INPUT DATA:
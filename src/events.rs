//! Store change events.
//!
//! Every successful store mutation publishes one [`StoreEvent`] on a
//! broadcast channel. Read models subscribe instead of polling flags.

use chrono::NaiveDate;
use serde::Serialize;
use tokio::sync::broadcast;

pub type EventTx = broadcast::Sender<StoreEvent>;
pub type EventRx = broadcast::Receiver<StoreEvent>;

const CAPACITY: usize = 64;

pub fn event_bus() -> (EventTx, EventRx) {
    broadcast::channel(CAPACITY)
}

/// A change applied to the store.
#[derive(Debug, Clone, PartialEq, Eq, Serialize)]
#[serde(tag = "event", rename_all = "snake_case")]
pub enum StoreEvent {
    CategoryAdded {
        name: String,
    },
    CategoryUpdated {
        old_name: String,
        name: String,
    },
    CategoryDeleted {
        name: String,
        removed_tasks: usize,
    },
    TaskAdded {
        task_id: String,
        category: String,
    },
    TaskUpdated {
        task_id: String,
    },
    TaskDeleted {
        task_id: String,
    },
    TaskToggled {
        task_id: String,
        completed: bool,
    },
    CompletedCleared {
        removed_tasks: usize,
    },
    DayRolledOver {
        closed: NaiveDate,
        date: NaiveDate,
        tasks_completed: u32,
    },
    SortOptionChanged {
        category: String,
    },
    /// The whole store was wiped.
    Cleared,
}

TASK ITEM: Repeat only the tail of the entries, exactly: the line containing "pub type EventRx" and every line after it, to the end.

REPLY TO THE EXERCISE:
pub type EventRx = broadcast::Receiver<StoreEvent>;

const CAPACITY: usize = 64;

pub fn event_bus() -> (EventTx, EventRx) {
    broadcast::channel(CAPACITY)
}

/// A change applied to the store.
#[derive(Debug, Clone, PartialEq, Eq, Serialize)]
#[serde(tag = "event", rename_all = "snake_case")]
pub enum StoreEvent {
    CategoryAdded {
        name: String,
    },
    CategoryUpdated {
        old_name: String,
        name: String,
    },
    CategoryDeleted {
        name: String,
        removed_tasks: usize,
    },
    TaskAdded {
        task_id: String,
        category: String,
    },
    TaskUpdated {
        task_id: String,
    },
    TaskDeleted {
        task_id: String,
    },
    TaskToggled {
        task_id: String,
        completed: bool,
    },
    CompletedCleared {
        removed_tasks: usize,
    },
    DayRolledOver {
        closed: NaiveDate,
        date: NaiveDate,
        tasks_completed: u32,
    },
    SortOptionChanged {
        category: String,
    },
    /// The whole store was wiped.
    Cleared,
}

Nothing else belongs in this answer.